Quote of the day:

"This may be the last chance for a generation to address the serious problems of abuse of alcohol."

Dame Sylvia Cartwright

22 October 2010

Voices from the Frontline – The Community Project Leader

This is the eighth in our series of short pieces by those who deal with the consequences of alcohol misuse every day.

Adele Hamilton is the Community Projects Manager at Otara Health.

Adele Hamilton says Otara suffers under a proliferation of cheap alcohol outlets, even though people of all ages in the community have repeatedly called for the South Auckland suburb to go dry.

“Otara is strong about banning alcohol,” Hamilton says, quoting a survey where residents’ most popular suggestion for curbing alcohol-related crime was to close all liquor outlets in the suburb of 33,000-plus residents.

“A lot of youth come into Otara because they can get the cheap alcohol. They get intoxicated and make trouble. It exhausts our resources.”

Hamilton is in charge of community projects at Otara Health, a non-government organisation made up of community health workers, health promoters and community project teams. Hamilton estimates alcohol is a factor in up to 30 percent of the organisation’s wide-ranging work; from specific alcohol programmes, to projects aimed at neighbourhood support and Pacific health where alcohol crops up as a recurrent problem.

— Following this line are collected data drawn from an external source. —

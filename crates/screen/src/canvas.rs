//! In-memory RGB565 canvas.
//!
//! # Pixel format
//!
//! The framebuffer expects one little-endian 16-bit word per pixel, rows top
//! to bottom:
//!
//! ```text
//! bit  15 ........ 11 10 .......... 5 4 ......... 0
//!      R4 R3 R2 R1 R0 G5 G4 G3 G2 G1 G0 B4 B3 B2 B1 B0
//! ```
//!
//! 8-bit channels are packed by truncation, see [`rgb565`].

use core::convert::Infallible;

use embedded_graphics::pixelcolor::raw::{RawData, RawU16};
use embedded_graphics::pixelcolor::Rgb565;
use embedded_graphics::prelude::{DrawTarget, OriginDimensions, Pixel, Point, RgbColor, Size};
use platform::DisplayInfo;

/// Pack 8-bit channels into an RGB565 word by dropping the low bits.
#[allow(clippy::cast_lossless)] // u16::from is not const
pub const fn rgb565(r: u8, g: u8, b: u8) -> u16 {
    ((r as u16 >> 3) << 11) | ((g as u16 >> 2) << 5) | (b as u16 >> 3)
}

/// Convert 8-bit channels to an embedded-graphics colour, truncating like
/// [`rgb565`].
pub const fn color(r: u8, g: u8, b: u8) -> Rgb565 {
    Rgb565::new(r >> 3, g >> 2, b >> 3)
}

/// Frame-sized RGB565 draw target.
#[derive(Debug, Clone, PartialEq, Eq)]
pub struct Canvas {
    info: DisplayInfo,
    pixels: Vec<Rgb565>,
}

impl Canvas {
    /// Black canvas of the display's size. `None` if the frame cannot be
    /// addressed in memory.
    pub fn new(info: DisplayInfo) -> Option<Self> {
        let count = info.pixel_count()?;
        Some(Self {
            info,
            pixels: vec![Rgb565::BLACK; count],
        })
    }

    /// Display geometry
    pub fn info(&self) -> DisplayInfo {
        self.info
    }

    /// Centre point, rounded towards the top-left.
    pub fn center(&self) -> Point {
        Point::new(
            i32::try_from(self.info.width / 2).unwrap_or(i32::MAX),
            i32::try_from(self.info.height / 2).unwrap_or(i32::MAX),
        )
    }

    /// Colour at `(x, y)`, `None` outside the canvas.
    pub fn pixel(&self, point: Point) -> Option<Rgb565> {
        self.index(point).and_then(|i| self.pixels.get(i)).copied()
    }

    /// Pack the canvas into framebuffer bytes (`width * height * 2`).
    pub fn to_raw(&self) -> Vec<u8> {
        let mut raw = Vec::with_capacity(self.pixels.len() * 2);
        for &pixel in &self.pixels {
            raw.extend_from_slice(&RawU16::from(pixel).into_inner().to_le_bytes());
        }
        raw
    }

    fn index(&self, point: Point) -> Option<usize> {
        let x = u32::try_from(point.x).ok()?;
        let y = u32::try_from(point.y).ok()?;
        if x >= self.info.width || y >= self.info.height {
            return None;
        }
        let row = usize::try_from(y).ok()?.checked_mul(usize::try_from(self.info.width).ok()?)?;
        row.checked_add(usize::try_from(x).ok()?)
    }
}

impl DrawTarget for Canvas {
    type Color = Rgb565;
    type Error = Infallible;

    fn draw_iter<I>(&mut self, pixels: I) -> Result<(), Self::Error>
    where
        I: IntoIterator<Item = Pixel<Self::Color>>,
    {
        for Pixel(point, color) in pixels {
            if let Some(slot) = self.index(point).and_then(|i| self.pixels.get_mut(i)) {
                *slot = color;
            }
        }
        Ok(())
    }

    fn clear(&mut self, color: Self::Color) -> Result<(), Self::Error> {
        self.pixels.fill(color);
        Ok(())
    }
}

impl OriginDimensions for Canvas {
    fn size(&self) -> Size {
        Size::new(self.info.width, self.info.height)
    }
}
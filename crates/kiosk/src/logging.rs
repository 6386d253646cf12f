//! Tracing subscriber setup shared by the binaries.

use anyhow::Result;
use tracing_subscriber::{fmt, prelude::*, EnvFilter};

/// Install the global subscriber.
///
/// `RUST_LOG` wins when set; otherwise `level` is used, falling back to
/// `info` if it is not a valid filter.
pub fn init_logging(level: &str) -> Result<()> {
    let filter = EnvFilter::try_from_default_env()
        .or_else(|_| EnvFilter::try_new(level))
        .or_else(|_| EnvFilter::try_new("info"))
        .map_err(|e| anyhow::anyhow!("invalid log level: {}", e))?;

    tracing_subscriber::registry()
        .with(fmt::layer().with_target(true).with_thread_ids(false))
        .with(filter)
        .try_init()
        .map_err(|e| anyhow::anyhow!("failed to install logger: {}", e))?;

    Ok(())
}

Hamilton says Otara Health’s survey, run to coincide with a Community Board initiative called “Alcohol is no excuse for bad behaviour”, also showed that, of all alcohol-related behaviour, Otara residents were most concerned about violence.

Casual drinking is rife in the Otara town centre, despite a council liquor ban. Hamilton says, from her central Otara workplace, she sees teenagers who have drunk themselves into a stupor when they should be at school. Many congregate outside liquor outlets.

Youth binge drinking is a growing problem, she says. Many young people play truant from school to drink in alleyways and parks. “They get up to no good, they urinate, they vomit, they get into scuffles, and scuffles can lead to worse things.”

Hamilton says, while the liquor ban has raised awareness and helped change attitudes, Police resources are too stretched to adequately enforce the ban and deal with the resultant trouble when it is broken.

Otara Health is a member of the Otara Gambling and Alcohol Action Group, which says alcohol is having a devastating effect on the community as it battles third-generation unemployment, domestic violence and a lack of life skills.

Hamilton would like to see the alcohol purchase age raised, the number of liquor outlets in communities reduced, a ban on alcohol advertising, licensees heavily audited to ensure they are compliant with all laws and by-laws, and a policy of strong community input into those by-laws.